Hey Ideogram folks, if you want an endorsement, feel free to use that paragraph in exchange for a lifetime license ;)
Well, I'd hate to be accused of buying positive reviews :-). But thanks, I really appreciate it and I'm glad it's working well for you.
One of my main goals for 2016 is to focus heavily on CLJS support to bring it fully up to par with Clojure support. Better REPLs, a much easier getting started story, testing support, a debugger, and as much support as seems to be required for React Native. I'm increasingly convinced that CLJS may turn out to be more important than Clojure, and certainly has the potential to bring a lot more devs to the CLJ(S) world if it manages to take off properly.
One of my main aspirations with Cursive is that it can help make both languages more accessible. I think Clojure support in Cursive is further along that path and I'm hoping to do the same for ClojureScript this year.
I've been a vim user for a number of years and have fiddled with building in Clojure support at different times with repl support, syntax highlighting and other basics. My success was varying and incomplete. Tooling has been a barrier for me learning Clojure. Half the time I want to learn or practice Clojure, I remember gaps in my tooling.

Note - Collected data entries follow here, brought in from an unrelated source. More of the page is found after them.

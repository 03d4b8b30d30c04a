//! TLS record framing (RFC 8446 §5), header level only.
//!
//! The engine facade preserves one-record-per-`unwrap` semantics on top of
//! rustls by peeking the outer record header before feeding bytes in; the
//! record contents are never interpreted here.

use crate::error::Error;

/// TLS record header size.
pub const RECORD_HEADER_LEN: usize = 5;

/// Maximum plaintext per record (RFC 8446 §5.1).
pub const MAX_PLAINTEXT: usize = 16384;

/// Maximum protected record payload: plaintext + expansion (RFC 8446 §5.2).
pub const MAX_RECORD_PAYLOAD: usize = MAX_PLAINTEXT + 256;

/// Worst-case per-record overhead a wrap can add on top of cleartext:
/// record header + MAC + padding, sized conservatively across supported
/// cipher suites.
pub const MAX_HEADER_SIZE: usize = 5 + 20 + 256;

/// Total wire size of the record starting at `src[0]`.
///
/// Returns `None` while `src` holds less than one complete record.  A
/// record claiming more than [`MAX_RECORD_PAYLOAD`] is corrupt and
/// rejected outright.
pub fn complete_record_len(src: &[u8]) -> Result<Option<usize>, Error> {
    if src.len() < RECORD_HEADER_LEN {
        return Ok(None);
    }
    let length = ((src[3] as usize) << 8) | src[4] as usize;
    if length > MAX_RECORD_PAYLOAD {
        return Err(Error::Tls(rustls::Error::General(
            "oversized TLS record".into(),
        )));
    }
    let total = RECORD_HEADER_LEN + length;
    if src.len() < total {
        return Ok(None);
    }
    Ok(Some(total))
}
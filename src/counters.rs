//! Named accumulators shared with the host dataplane.
//!
//! The host exposes counters as shared-memory cells looked up by name; in
//! this module they are `Rc<Cell<u64>>` handles handed out by a registry.
//! Everything runs on one dataplane worker thread, so plain cells suffice.

use std::cell::Cell;
use std::collections::HashMap;
use std::rc::Rc;

/// Handle to one named accumulator.
pub type Counter = Rc<Cell<u64>>;

pub(crate) fn add(counter: &Counter, n: u64) {
    counter.set(counter.get() + n);
}

/// Registry of named accumulators.
#[derive(Default)]
pub struct Counters {
    cells: HashMap<String, Counter>,
}

impl Counters {
    pub fn new() -> Self {
        Self::default()
    }

    /// Handle for `name`, created at zero on first use.
    pub fn accumulator(&mut self, name: &str) -> Counter {
        match self.cells.get(name) {
            Some(c) => Rc::clone(c),
            None => {
                let c: Counter = Rc::new(Cell::new(0));
                self.cells.insert(name.to_string(), Rc::clone(&c));
                c
            }
        }
    }

    /// Current value of `name`, zero if never touched.
    pub fn value(&self, name: &str) -> u64 {
        self.cells.get(name).map(|c| c.get()).unwrap_or(0)
    }
}

/// Per-route read/write accumulators
/// (`{route_id}.bytes.read` and friends).
#[derive(Clone)]
pub(crate) struct RouteCounters {
    pub frames_read: Counter,
    pub bytes_read: Counter,
    pub frames_written: Counter,
    pub bytes_written: Counter,
}

impl RouteCounters {
    pub fn supply(counters: &mut Counters, route_id: u64) -> Self {
        Self {
            frames_read: counters.accumulator(&format!("{route_id}.frames.read")),
            bytes_read: counters.accumulator(&format!("{route_id}.bytes.read")),
            frames_written: counters.accumulator(&format!("{route_id}.frames.written")),
            bytes_written: counters.accumulator(&format!("{route_id}.bytes.written")),
        }
    }
}
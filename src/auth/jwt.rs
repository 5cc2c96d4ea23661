use anyhow::Result;
use chrono::{Duration, Utc};
use jsonwebtoken::{decode, encode, DecodingKey, EncodingKey, Header, Validation};
use serde::{Deserialize, Serialize};

use crate::config::AppConfig;

/// How long an issued token stays valid.
pub const TOKEN_TTL_DAYS: i64 = 30;

#[derive(Clone)]
pub struct JwtService {
    encoding: EncodingKey,
    decoding: DecodingKey,
    expiry: Duration,
}

impl JwtService {
    pub fn from_config(config: &AppConfig) -> Self {
        Self {
            encoding: EncodingKey::from_secret(config.jwt_secret.as_bytes()),
            decoding: DecodingKey::from_secret(config.jwt_secret.as_bytes()),
            expiry: Duration::days(TOKEN_TTL_DAYS),
        }
    }

    pub fn generate_token(&self, user_id: &str) -> Result<String> {
        let now = Utc::now();
        let exp = now + self.expiry;
        let claims = Claims {
            sub: user_id.to_owned(),
            iat: now.timestamp() as usize,
            exp: exp.timestamp() as usize,
        };

        Ok(encode(&Header::default(), &claims, &self.encoding)?)
    }

    pub fn verify_token(&self, token: &str) -> Result<Claims> {
        let data = decode::<Claims>(token, &self.decoding, &Validation::default())?;
        Ok(data.claims)
    }
}

#[derive(Debug, Clone, Serialize, Deserialize)]
pub struct Claims {
    pub sub: String,
    pub iat: usize,
    pub exp: usize,
}
use chrono::{NaiveDateTime, Utc};
use diesel::pg::PgConnection;
use diesel::prelude::*;

use crate::models::{AuthToken, NewAuthToken};
use crate::schema::auth_tokens;

pub fn save_token(
    conn: &mut PgConnection,
    user_id: &str,
    token: &str,
    expires_at: NaiveDateTime,
) -> QueryResult<()> {
    diesel::insert_into(auth_tokens::table)
        .values(&NewAuthToken {
            user_id: user_id.to_string(),
            token: token.to_string(),
            expires_at,
        })
        .execute(conn)?;
    Ok(())
}

/// Most recent unexpired token for a user, if any. Login reuses it
/// instead of minting a new one.
pub fn latest_valid_token(
    conn: &mut PgConnection,
    user_id: &str,
) -> QueryResult<Option<AuthToken>> {
    auth_tokens::table
        .filter(auth_tokens::user_id.eq(user_id))
        .filter(auth_tokens::expires_at.gt(Utc::now().naive_utc()))
        .order(auth_tokens::created_at.desc())
        .first(conn)
        .optional()
}

pub fn user_id_for_token(conn: &mut PgConnection, token: &str) -> QueryResult<Option<String>> {
    auth_tokens::table
        .filter(auth_tokens::token.eq(token))
        .filter(auth_tokens::expires_at.gt(Utc::now().naive_utc()))
        .select(auth_tokens::user_id)
        .first(conn)
        .optional()
}
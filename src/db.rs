use std::time::Duration;

use diesel::pg::PgConnection;
use diesel::r2d2::{ConnectionManager, Pool};

use crate::config::AppConfig;

pub type PgPool = Pool<ConnectionManager<PgConnection>>;

pub const DEFAULT_MAX_CONNS: u32 = 25;
pub const DEFAULT_MIN_CONNS: u32 = 5;

pub fn init_pool(database_url: &str, max_size: u32) -> anyhow::Result<PgPool> {
    let manager = ConnectionManager::<PgConnection>::new(database_url);
    let pool = Pool::builder()
        .max_size(max_size.max(1))
        .connection_timeout(Duration::from_secs(10))
        .build(manager)?;
    Ok(pool)
}

pub fn init_pool_from_config(config: &AppConfig) -> anyhow::Result<PgPool> {
    let manager = ConnectionManager::<PgConnection>::new(config.database_url());
    let pool = Pool::builder()
        .max_size(config.db_max_conns.max(1))
        .min_idle(Some(config.db_min_conns.min(config.db_max_conns)))
        .max_lifetime(Some(config.db_max_conn_lifetime))
        .idle_timeout(Some(config.db_max_conn_idle_time))
        .connection_timeout(Duration::from_secs(10))
        .build(manager)?;
    Ok(pool)
}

Subsequently, I spend a few hours yak-shaving to improve it.
I've contemplated learning Emacs because of the general praise for its workflow in the Clojure community. I even know some basic emacs from bash scripting. Switching just seemed like it would add another learning block to an already long list of tools to learn. Cursive, on the other hand, is based on IntelliJ, which is familiar to me through RubyMine.

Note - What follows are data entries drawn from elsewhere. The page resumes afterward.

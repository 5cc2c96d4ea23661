use axum::{
    extract::{Query, State},
    Json,
};
use serde::{Deserialize, Serialize};

use crate::error::{AppError, AppResult};
use crate::models::{PullRequestShort, User};
use crate::repo;
use crate::services::{self, batch::BatchOutcome};
use crate::state::AppState;

use super::require_field;

#[derive(Deserialize)]
pub struct ReviewQuery {
    pub user_id: String,
}

#[derive(Deserialize)]
pub struct SetUserActiveRequest {
    pub user_id: String,
    pub is_active: bool,
}

#[derive(Deserialize)]
pub struct BatchDeactivateTeamRequest {
    pub team_name: String,
}

#[derive(Deserialize)]
pub struct BatchDeactivateUsersRequest {
    pub user_ids: Vec<String>,
}

#[derive(Serialize)]
pub struct UserDto {
    pub user_id: String,
    pub username: String,
    pub team_name: String,
    pub is_active: bool,
}

impl From<User> for UserDto {
    fn from(user: User) -> Self {
        Self {
            user_id: user.user_id,
            username: user.username,
            team_name: user.team_name,
            is_active: user.is_active,
        }
    }
}

#[derive(Serialize)]
pub struct PrShortDto {
    pub pull_request_id: String,
    pub pull_request_name: String,
    pub author_id: String,
    pub status: String,
}

impl From<PullRequestShort> for PrShortDto {
    fn from(pr: PullRequestShort) -> Self {
        Self {
            pull_request_id: pr.pull_request_id,
            pull_request_name: pr.pull_request_name,
            author_id: pr.author_id,
            status: pr.status,
        }
    }
}

#[derive(Serialize)]
pub struct UserResponse {
    pub user: UserDto,
}

#[derive(Serialize)]
pub struct AllUsersResponse {
    pub users: Vec<UserDto>,
    pub count: usize,
}

#[derive(Serialize)]
pub struct UserReviewsResponse {
    pub user_id: String,
    pub pull_requests: Vec<PrShortDto>,
}

#[derive(Serialize)]
pub struct PrReassignmentInfo {
    pub pull_request_id: String,
    pub old_reviewers: Vec<String>,
    pub new_reviewers: Vec<String>,
}

#[derive(Serialize)]
pub struct BatchDeactivateResponse {
    pub deactivated_users: Vec<String>,
    pub reassigned_prs: Vec<PrReassignmentInfo>,
    pub skipped_users: Vec<String>,
    pub total_deactivated: usize,
    pub total_prs_reassigned: usize,
    pub processing_time_ms: u64,
}

impl From<BatchOutcome> for BatchDeactivateResponse {
    fn from(outcome: BatchOutcome) -> Self {
        let reassigned_prs: Vec<PrReassignmentInfo> = outcome
            .reassigned_prs
            .into_iter()
            .map(|pr| PrReassignmentInfo {
                pull_request_id: pr.pull_request_id,
                old_reviewers: pr.old_reviewers,
                new_reviewers: pr.new_reviewers,
            })
            .collect();

        Self {
            total_deactivated: outcome.deactivated_users.len(),
            total_prs_reassigned: reassigned_prs.len(),
            deactivated_users: outcome.deactivated_users,
            reassigned_prs,
            skipped_users: outcome.skipped_users,
            processing_time_ms: outcome.processing_time.as_millis() as u64,
        }
    }
}

pub async fn get_review(
    State(state): State<AppState>,
    Query(query): Query<ReviewQuery>,
) -> AppResult<Json<UserReviewsResponse>> {
    require_field(&query.user_id, "user_id", 255)?;

    let mut conn = state.db()?;
    let pull_requests = services::prs::user_reviews(&mut conn, &query.user_id)?
        .into_iter()
        .map(PrShortDto::from)
        .collect();

    Ok(Json(UserReviewsResponse {
        user_id: query.user_id,
        pull_requests,
    }))
}

pub async fn set_is_active(
    State(state): State<AppState>,
    Json(payload): Json<SetUserActiveRequest>,
) -> AppResult<Json<UserResponse>> {
    require_field(&payload.user_id, "user_id", 255)?;

    let mut conn = state.db()?;
    let user = services::users::set_user_active(&mut conn, &payload.user_id, payload.is_active)?;

    Ok(Json(UserResponse {
        user: UserDto::from(user),
    }))
}

pub async fn batch_deactivate_team(
    State(state): State<AppState>,
    Json(payload): Json<BatchDeactivateTeamRequest>,
) -> AppResult<Json<BatchDeactivateResponse>> {
    require_field(&payload.team_name, "team_name", 255)?;

    let outcome = services::batch::batch_deactivate_team(&state, &payload.team_name).await?;
    Ok(Json(BatchDeactivateResponse::from(outcome)))
}

pub async fn batch_deactivate_users(
    State(state): State<AppState>,
    Json(payload): Json<BatchDeactivateUsersRequest>,
) -> AppResult<Json<BatchDeactivateResponse>> {
    if payload.user_ids.is_empty() {
        return Err(AppError::bad_request("user_ids must not be empty"));
    }
    for user_id in &payload.user_ids {
        require_field(user_id, "user_id", 255)?;
    }

    let outcome = services::batch::batch_deactivate_users(&state, payload.user_ids).await?;
    Ok(Json(BatchDeactivateResponse::from(outcome)))
}

pub async fn list_all_users(State(state): State<AppState>) -> AppResult<Json<AllUsersResponse>> {
    let mut conn = state.db()?;
    let users: Vec<UserDto> = repo::users::all_users(&mut conn)?
        .into_iter()
        .map(UserDto::from)
        .collect();

    let count = users.len();
    Ok(Json(AllUsersResponse { users, count }))
}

Thanks for taking the time to write up about Cursive. You just convinced me to finally install it and give it a shot.
Here's my 2 cents - Cursive is worth it. (Hey Ideogram folks, if you want an endorsement, feel free to use that paragraph in exchange for a lifetime license ;)). For one-off-scripts, for back-end solutions, and what tipped me over the edge, it's CLJS script integration goes beyond acceptable -- it's actually fun to work in-- Cursive is my go-to. Om and Figwheel (optionally with Prismatic Schema if you like type guarantees) makes web development's feedback loop a lot tighter.

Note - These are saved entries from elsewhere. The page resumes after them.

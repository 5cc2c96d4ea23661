use std::time::Duration;

use axum::{
    middleware,
    routing::{get, head, post},
    Router,
};
use tower_http::timeout::TimeoutLayer;
use tower_http::trace::TraceLayer;

use crate::{
    auth::{AdminContext, AuthContext},
    error::AppError,
    state::AppState,
};

pub mod auth;
pub mod health;
pub mod prs;
pub mod stats;
pub mod teams;
pub mod users;

/// Per-request deadline enforced for every endpoint.
pub const REQUEST_TIMEOUT: Duration = Duration::from_millis(300);

pub fn create_router(state: AppState) -> Router<()> {
    let protected_routes = Router::new()
        .route("/team/add", post(teams::create_team))
        .route("/team/get", get(teams::get_team))
        .route("/users/getReview", get(users::get_review))
        .route("/pullRequest/create", post(prs::create_pr))
        .route("/pullRequest/merge", post(prs::merge_pr))
        .route("/pullRequest/reassign", post(prs::reassign_reviewer))
        .layer(middleware::from_extractor_with_state::<AuthContext, _>(
            state.clone(),
        ));

    let admin_routes = Router::new()
        .route("/users/setIsActive", post(users::set_is_active))
        .route("/users/batchDeactivateTeam", post(users::batch_deactivate_team))
        .route("/users/batchDeactivateUsers", post(users::batch_deactivate_users))
        .route("/admin/users", get(users::list_all_users))
        .route("/admin/teams", get(teams::list_all_teams))
        .route("/statistics", get(stats::get_statistics))
        .layer(middleware::from_extractor_with_state::<AdminContext, _>(
            state.clone(),
        ));

    Router::new()
        .route("/health", head(health::health_check))
        .route("/auth/login", post(auth::login))
        .merge(protected_routes)
        .merge(admin_routes)
        .with_state(state)
        .layer(TraceLayer::new_for_http())
        .layer(TimeoutLayer::new(REQUEST_TIMEOUT))
}

/// Rejects empty (after trimming) and oversize id-like fields.
pub(crate) fn require_field(value: &str, name: &str, max_len: usize) -> Result<(), AppError> {
    if value.trim().is_empty() {
        return Err(AppError::bad_request(format!("{name} must not be empty")));
    }
    if value.len() > max_len {
        return Err(AppError::bad_request(format!(
            "{name} must be at most {max_len} characters"
        )));
    }
    Ok(())
}
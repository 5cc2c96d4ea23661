diesel::table! {
    auth_tokens (id) {
        id -> Int8,
        #[max_length = 255]
        user_id -> Varchar,
        token -> Text,
        expires_at -> Timestamptz,
        created_at -> Timestamptz,
    }
}

diesel::table! {
    pr_reviewers (pull_request_id, user_id) {
        #[max_length = 255]
        pull_request_id -> Varchar,
        #[max_length = 255]
        user_id -> Varchar,
    }
}

diesel::table! {
    pull_requests (pull_request_id) {
        #[max_length = 255]
        pull_request_id -> Varchar,
        #[max_length = 500]
        pull_request_name -> Varchar,
        #[max_length = 255]
        author_id -> Varchar,
        #[max_length = 16]
        status -> Varchar,
        created_at -> Timestamptz,
        merged_at -> Nullable<Timestamptz>,
    }
}

diesel::table! {
    teams (team_name) {
        #[max_length = 255]
        team_name -> Varchar,
        created_at -> Timestamptz,
    }
}

diesel::table! {
    users (user_id) {
        #[max_length = 255]
        user_id -> Varchar,
        #[max_length = 255]
        username -> Varchar,
        #[max_length = 255]
        team_name -> Varchar,
        is_active -> Bool,
        created_at -> Timestamptz,
        updated_at -> Timestamptz,
    }
}

diesel::joinable!(auth_tokens -> users (user_id));
diesel::joinable!(pr_reviewers -> pull_requests (pull_request_id));
diesel::joinable!(pr_reviewers -> users (user_id));
diesel::joinable!(pull_requests -> users (author_id));
diesel::joinable!(users -> teams (team_name));

diesel::allow_tables_to_appear_in_same_query!(
    auth_tokens,
    pr_reviewers,
    pull_requests,
    teams,
    users,
);
use diesel_migrations::{embed_migrations, EmbeddedMigrations, MigrationHarness};
use tokio::net::TcpListener;
use tokio::signal;
use tracing_subscriber::EnvFilter;

use reviewer_backend::{
    auth::jwt::JwtService, config::AppConfig, db, routes, state::AppState,
};

const MIGRATIONS: EmbeddedMigrations = embed_migrations!("migrations");

#[tokio::main]
async fn main() -> anyhow::Result<()> {
    dotenv::dotenv().ok();
    init_tracing();

    let config = AppConfig::from_env()?;
    tracing::info!(
        port = config.port,
        database_url = %config.redacted_database_url(),
        max_conns = config.db_max_conns,
        batch_fanout_limit = config.batch_fanout_limit,
        "loaded configuration"
    );

    let pool = db::init_pool_from_config(&config)?;
    run_migrations(&pool)?;
    tracing::info!("database ready");

    let jwt = JwtService::from_config(&config);
    let port = config.port;
    let state = AppState::new(pool, config, jwt);
    let router = routes::create_router(state);

    let listener = TcpListener::bind(("0.0.0.0", port)).await?;
    tracing::info!(%port, "listening");

    axum::serve(listener, router)
        .with_graceful_shutdown(shutdown_signal())
        .await?;

    Ok(())
}

fn run_migrations(pool: &db::PgPool) -> anyhow::Result<()> {
    let mut conn = pool.get()?;
    conn.run_pending_migrations(MIGRATIONS)
        .map_err(|err| anyhow::anyhow!("failed to run migrations: {err}"))?;
    Ok(())
}

async fn shutdown_signal() {
    if signal::ctrl_c().await.is_ok() {
        tracing::info!("received shutdown signal");
    }
}

fn init_tracing() {
    let filter = EnvFilter::try_from_default_env().unwrap_or_else(|_| EnvFilter::new("info"));
    tracing_subscriber::fmt()
        .with_env_filter(filter)
        .with_target(false)
        .compact()
        .init();
}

Rich Hickey assembled a team of just insanely talented and charismatic(1) developers who not only are a) remarkably intelligent but b) know when to steal ideas and integrate them [none of that too-proud-NIH-syndrome there], and c) know how to interact in a way to that is community-feedback-positive(2) so people contribute. Watch this talk by David Nolen https://www.youtube.com/watch?v=ByNs9TG30E8 (CLJS lead). [Sidebar - He even mentions how that whole immutable, one way data flow, datomic-ish single state idea existed in other languages, but read (2) on that].
Anyways, Cursive + Lein + ClojureScript + Om is the holy grail for me right now. On the other hand, that nREPL/cider/boot setup is what I'd be using as a long-time emacs'er were I to give up Cursive.
(1) Having someone like Hickey or Nolen to shepherd ideas is actually really important in garnering traction. Developers go to conferences and when everyones talking about that 4PM Thursday talk that someone gave, it really resonates within the community for quite a while. I like Perl 6's ideas but if you've ever seen Larry Wall talk, well, yeah. (2) Some communities cough Haskell have great ideas, Lenses, FRP, applying (pun not intended) monoids -> functors -> applicative functors -> monads was genius. But for some reason the barrier to entry is so high (even for me with a fairly advanced math background) that concepts remain isolated within the community. LINQ is a monad (though few know it) and it took Brian Beckman (or Anders, or Bart de Smet, or whomever) to take it into C# to make the concept widely used by the Joe-the-programmer (again, pun not intended).